> _Exercise prompt_:
Provide again, from the entries below, every line from the one containing "use crate::server::serve::serve;" through the one containing "-> Result<(), BridgeError>", exactly as written, and no other line.

====== Data under study ======

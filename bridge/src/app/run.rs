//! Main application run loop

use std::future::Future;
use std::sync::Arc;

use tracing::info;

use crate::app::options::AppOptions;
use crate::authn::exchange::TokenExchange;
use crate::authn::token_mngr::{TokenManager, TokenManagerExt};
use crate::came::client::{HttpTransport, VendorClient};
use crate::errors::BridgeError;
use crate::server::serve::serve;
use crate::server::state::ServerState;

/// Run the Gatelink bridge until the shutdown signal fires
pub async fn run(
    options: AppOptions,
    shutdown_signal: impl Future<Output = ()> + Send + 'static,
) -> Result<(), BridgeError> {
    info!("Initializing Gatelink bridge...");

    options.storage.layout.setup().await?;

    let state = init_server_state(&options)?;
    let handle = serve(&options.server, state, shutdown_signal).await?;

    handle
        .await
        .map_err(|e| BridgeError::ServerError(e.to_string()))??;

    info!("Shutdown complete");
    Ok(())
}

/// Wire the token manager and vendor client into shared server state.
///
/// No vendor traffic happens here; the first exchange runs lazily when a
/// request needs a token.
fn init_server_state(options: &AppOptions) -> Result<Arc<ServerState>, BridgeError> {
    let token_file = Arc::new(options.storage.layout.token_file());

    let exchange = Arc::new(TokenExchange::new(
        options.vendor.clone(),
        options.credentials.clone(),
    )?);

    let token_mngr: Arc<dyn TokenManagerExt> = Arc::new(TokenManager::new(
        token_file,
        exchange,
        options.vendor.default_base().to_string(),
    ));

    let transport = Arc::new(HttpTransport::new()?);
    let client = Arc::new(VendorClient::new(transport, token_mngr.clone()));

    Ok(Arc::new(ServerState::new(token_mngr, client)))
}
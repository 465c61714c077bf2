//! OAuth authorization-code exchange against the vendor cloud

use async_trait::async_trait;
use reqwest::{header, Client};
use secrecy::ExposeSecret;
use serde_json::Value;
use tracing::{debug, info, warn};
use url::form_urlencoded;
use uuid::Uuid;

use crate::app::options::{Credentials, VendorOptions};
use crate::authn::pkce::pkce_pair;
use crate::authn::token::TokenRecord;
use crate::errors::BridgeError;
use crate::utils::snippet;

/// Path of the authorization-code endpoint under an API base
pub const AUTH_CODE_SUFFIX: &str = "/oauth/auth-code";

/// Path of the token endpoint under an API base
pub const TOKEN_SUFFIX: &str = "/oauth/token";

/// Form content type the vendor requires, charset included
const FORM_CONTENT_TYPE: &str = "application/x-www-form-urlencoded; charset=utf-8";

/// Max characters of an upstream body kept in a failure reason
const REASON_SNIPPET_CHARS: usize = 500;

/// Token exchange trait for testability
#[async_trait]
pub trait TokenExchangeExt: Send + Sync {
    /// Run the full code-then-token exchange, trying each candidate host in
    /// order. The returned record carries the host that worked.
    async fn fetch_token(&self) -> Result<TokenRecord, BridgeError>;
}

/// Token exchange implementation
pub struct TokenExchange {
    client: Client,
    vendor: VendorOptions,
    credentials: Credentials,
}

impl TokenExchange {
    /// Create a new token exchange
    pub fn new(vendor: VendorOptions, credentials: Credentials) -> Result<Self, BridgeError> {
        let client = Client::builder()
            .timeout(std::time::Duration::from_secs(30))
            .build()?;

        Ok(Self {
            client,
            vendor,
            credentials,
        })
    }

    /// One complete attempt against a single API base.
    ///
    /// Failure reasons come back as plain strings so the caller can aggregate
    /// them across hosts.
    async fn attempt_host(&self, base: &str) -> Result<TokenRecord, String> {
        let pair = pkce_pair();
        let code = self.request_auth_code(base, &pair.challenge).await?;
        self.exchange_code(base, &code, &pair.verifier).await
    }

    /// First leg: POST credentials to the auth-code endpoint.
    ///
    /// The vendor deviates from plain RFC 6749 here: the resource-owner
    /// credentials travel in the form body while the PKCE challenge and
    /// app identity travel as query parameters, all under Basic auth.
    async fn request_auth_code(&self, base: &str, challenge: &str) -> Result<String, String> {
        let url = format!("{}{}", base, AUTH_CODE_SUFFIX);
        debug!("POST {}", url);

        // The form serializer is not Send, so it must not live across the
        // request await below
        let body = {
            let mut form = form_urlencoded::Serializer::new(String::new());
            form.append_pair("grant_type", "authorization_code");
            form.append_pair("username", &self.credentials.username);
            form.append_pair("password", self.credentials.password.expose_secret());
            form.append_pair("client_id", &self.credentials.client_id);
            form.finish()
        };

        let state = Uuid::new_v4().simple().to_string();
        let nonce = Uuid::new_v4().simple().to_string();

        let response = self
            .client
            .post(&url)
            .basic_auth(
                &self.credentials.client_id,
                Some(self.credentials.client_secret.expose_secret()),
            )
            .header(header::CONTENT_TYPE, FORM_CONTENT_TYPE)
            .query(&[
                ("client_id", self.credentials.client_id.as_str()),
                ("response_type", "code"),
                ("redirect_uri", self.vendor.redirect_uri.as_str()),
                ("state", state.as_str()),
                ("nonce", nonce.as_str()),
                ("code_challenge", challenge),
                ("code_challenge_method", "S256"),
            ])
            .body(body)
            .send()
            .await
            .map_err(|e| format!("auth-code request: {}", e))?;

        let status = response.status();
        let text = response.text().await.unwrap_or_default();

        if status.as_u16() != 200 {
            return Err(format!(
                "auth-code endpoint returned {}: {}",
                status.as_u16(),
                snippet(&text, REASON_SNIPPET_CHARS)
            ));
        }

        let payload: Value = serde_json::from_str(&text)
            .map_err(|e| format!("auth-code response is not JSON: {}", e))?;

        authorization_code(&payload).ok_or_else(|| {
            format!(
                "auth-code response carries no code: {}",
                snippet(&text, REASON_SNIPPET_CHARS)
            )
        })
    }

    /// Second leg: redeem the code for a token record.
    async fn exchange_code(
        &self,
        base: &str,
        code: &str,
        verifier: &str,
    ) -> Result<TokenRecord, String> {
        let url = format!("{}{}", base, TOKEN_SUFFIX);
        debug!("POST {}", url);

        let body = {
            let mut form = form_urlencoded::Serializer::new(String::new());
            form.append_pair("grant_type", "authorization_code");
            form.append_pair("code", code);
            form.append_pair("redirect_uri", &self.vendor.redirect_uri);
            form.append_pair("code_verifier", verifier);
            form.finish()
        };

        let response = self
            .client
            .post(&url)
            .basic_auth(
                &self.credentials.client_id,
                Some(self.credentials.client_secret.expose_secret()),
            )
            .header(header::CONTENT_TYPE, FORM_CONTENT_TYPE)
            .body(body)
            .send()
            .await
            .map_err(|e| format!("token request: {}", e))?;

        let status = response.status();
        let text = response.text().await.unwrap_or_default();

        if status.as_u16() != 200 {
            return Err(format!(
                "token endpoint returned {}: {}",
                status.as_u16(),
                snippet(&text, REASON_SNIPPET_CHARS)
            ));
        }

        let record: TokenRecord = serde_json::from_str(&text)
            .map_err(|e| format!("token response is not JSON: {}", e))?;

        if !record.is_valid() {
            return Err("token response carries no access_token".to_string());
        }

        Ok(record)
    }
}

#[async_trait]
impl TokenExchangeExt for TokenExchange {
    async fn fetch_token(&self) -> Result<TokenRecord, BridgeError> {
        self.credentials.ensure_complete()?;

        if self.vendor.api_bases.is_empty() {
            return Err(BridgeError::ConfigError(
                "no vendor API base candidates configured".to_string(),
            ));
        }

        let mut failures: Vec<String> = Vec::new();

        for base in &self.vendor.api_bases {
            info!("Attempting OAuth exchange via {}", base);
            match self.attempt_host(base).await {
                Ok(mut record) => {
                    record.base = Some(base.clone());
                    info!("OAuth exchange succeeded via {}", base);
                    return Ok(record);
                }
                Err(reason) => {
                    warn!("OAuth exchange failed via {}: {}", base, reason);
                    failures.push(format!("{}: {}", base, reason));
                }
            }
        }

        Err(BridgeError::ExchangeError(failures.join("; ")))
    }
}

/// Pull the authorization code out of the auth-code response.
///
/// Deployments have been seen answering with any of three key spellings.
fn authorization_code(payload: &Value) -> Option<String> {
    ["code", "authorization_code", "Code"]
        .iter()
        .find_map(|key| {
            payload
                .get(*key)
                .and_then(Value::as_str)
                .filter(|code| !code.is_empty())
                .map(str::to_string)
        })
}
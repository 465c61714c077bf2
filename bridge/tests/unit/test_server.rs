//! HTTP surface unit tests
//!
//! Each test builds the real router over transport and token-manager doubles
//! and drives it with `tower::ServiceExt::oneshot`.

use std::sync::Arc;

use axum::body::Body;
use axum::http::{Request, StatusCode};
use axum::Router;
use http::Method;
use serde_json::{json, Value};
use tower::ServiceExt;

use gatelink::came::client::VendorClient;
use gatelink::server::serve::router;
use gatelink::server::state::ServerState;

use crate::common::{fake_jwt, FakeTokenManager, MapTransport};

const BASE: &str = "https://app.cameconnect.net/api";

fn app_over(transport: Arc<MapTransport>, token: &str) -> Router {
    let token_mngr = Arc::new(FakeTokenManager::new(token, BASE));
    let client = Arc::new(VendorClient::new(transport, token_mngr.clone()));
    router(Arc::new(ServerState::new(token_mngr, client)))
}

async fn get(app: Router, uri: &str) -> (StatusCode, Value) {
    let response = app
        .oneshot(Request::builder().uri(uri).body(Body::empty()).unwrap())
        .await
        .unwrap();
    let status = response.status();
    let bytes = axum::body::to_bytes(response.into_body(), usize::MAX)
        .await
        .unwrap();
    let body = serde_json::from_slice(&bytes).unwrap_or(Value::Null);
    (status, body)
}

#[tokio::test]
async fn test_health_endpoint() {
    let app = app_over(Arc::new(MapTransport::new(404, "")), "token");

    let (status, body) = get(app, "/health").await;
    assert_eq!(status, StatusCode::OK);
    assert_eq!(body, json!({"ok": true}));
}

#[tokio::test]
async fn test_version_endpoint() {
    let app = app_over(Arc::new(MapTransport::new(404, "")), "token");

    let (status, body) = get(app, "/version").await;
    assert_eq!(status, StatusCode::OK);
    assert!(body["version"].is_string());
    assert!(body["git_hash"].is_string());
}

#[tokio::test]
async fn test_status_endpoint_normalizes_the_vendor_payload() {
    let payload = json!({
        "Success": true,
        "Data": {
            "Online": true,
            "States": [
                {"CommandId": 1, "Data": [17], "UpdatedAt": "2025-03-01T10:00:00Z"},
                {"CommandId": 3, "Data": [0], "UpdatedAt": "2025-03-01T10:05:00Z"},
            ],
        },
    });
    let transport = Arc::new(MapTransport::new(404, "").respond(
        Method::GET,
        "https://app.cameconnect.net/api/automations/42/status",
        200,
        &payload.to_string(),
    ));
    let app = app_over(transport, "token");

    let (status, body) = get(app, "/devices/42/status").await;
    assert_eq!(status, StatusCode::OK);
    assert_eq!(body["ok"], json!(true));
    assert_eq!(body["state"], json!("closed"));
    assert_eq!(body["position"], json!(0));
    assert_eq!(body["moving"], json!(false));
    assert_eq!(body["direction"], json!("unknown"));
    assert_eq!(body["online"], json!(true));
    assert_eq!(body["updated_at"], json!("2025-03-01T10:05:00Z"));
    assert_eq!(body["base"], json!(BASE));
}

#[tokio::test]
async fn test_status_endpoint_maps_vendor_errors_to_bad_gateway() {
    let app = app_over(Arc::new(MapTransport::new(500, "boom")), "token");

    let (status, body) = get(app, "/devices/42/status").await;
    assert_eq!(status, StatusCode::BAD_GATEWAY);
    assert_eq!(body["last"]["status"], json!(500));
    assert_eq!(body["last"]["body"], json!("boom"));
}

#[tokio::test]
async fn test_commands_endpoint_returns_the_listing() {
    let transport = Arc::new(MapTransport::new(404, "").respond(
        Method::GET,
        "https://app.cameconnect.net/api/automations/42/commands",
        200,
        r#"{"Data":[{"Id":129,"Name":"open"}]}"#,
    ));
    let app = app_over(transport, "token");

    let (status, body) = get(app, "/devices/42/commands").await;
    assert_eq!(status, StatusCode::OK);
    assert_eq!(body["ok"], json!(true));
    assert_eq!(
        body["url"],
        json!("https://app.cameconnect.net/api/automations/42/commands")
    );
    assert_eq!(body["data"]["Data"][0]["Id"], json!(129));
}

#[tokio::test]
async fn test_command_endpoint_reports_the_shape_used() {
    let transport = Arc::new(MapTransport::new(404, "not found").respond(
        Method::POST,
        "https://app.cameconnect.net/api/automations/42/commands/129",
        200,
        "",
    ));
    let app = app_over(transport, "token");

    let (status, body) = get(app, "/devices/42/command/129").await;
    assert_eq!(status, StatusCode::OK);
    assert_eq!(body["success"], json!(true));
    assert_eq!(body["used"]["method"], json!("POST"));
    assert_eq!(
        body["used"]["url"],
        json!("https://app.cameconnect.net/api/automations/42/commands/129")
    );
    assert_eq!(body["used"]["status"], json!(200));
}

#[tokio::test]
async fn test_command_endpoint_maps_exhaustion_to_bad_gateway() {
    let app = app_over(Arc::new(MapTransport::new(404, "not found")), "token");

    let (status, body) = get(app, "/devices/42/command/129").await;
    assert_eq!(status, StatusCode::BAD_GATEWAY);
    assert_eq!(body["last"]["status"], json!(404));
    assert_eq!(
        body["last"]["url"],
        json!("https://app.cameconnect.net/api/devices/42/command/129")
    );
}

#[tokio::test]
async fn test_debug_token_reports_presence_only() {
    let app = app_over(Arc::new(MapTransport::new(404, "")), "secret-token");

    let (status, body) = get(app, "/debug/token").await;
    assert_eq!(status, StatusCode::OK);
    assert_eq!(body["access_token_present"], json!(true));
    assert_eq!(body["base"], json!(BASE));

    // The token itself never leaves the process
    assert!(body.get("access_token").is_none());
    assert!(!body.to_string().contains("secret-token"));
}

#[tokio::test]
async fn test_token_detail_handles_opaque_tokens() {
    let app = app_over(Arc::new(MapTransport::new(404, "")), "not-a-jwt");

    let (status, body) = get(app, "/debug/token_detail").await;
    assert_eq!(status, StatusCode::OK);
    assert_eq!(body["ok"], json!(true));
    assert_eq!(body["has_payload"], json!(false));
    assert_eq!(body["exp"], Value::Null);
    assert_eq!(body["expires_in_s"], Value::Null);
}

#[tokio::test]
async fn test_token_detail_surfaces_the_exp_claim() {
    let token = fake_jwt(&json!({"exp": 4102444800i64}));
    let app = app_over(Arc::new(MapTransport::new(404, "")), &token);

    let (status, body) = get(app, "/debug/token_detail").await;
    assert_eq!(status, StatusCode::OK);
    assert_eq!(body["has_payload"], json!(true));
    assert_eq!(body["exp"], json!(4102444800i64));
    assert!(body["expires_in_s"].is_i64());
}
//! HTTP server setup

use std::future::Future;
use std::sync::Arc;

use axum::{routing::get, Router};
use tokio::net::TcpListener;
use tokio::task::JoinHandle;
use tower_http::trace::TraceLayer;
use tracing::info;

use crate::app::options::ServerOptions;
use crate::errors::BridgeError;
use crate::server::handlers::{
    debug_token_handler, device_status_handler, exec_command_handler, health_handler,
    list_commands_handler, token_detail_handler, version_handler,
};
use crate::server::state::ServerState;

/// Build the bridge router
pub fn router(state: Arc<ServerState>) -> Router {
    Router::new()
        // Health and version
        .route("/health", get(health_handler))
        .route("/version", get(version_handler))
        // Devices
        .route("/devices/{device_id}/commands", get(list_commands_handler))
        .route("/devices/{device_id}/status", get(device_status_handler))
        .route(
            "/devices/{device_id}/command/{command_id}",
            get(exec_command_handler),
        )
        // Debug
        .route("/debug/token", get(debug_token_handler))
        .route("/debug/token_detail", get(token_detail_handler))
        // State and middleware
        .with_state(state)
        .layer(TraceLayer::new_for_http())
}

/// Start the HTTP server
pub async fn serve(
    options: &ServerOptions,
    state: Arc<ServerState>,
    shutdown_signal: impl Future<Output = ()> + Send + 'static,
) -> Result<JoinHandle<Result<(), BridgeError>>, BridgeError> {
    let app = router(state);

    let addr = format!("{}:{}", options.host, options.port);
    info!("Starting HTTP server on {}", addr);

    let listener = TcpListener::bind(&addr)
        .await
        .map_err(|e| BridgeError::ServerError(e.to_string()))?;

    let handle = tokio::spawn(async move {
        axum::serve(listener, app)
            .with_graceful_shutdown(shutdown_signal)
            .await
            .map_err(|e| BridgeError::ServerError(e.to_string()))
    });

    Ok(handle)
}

======

> _Response below_:
use crate::server::serve::serve;
use crate::server::state::ServerState;

/// Run the Gatelink bridge until the shutdown signal fires
pub async fn run(
    options: AppOptions,
    shutdown_signal: impl Future<Output = ()> + Send + 'static,
) -> Result<(), BridgeError> {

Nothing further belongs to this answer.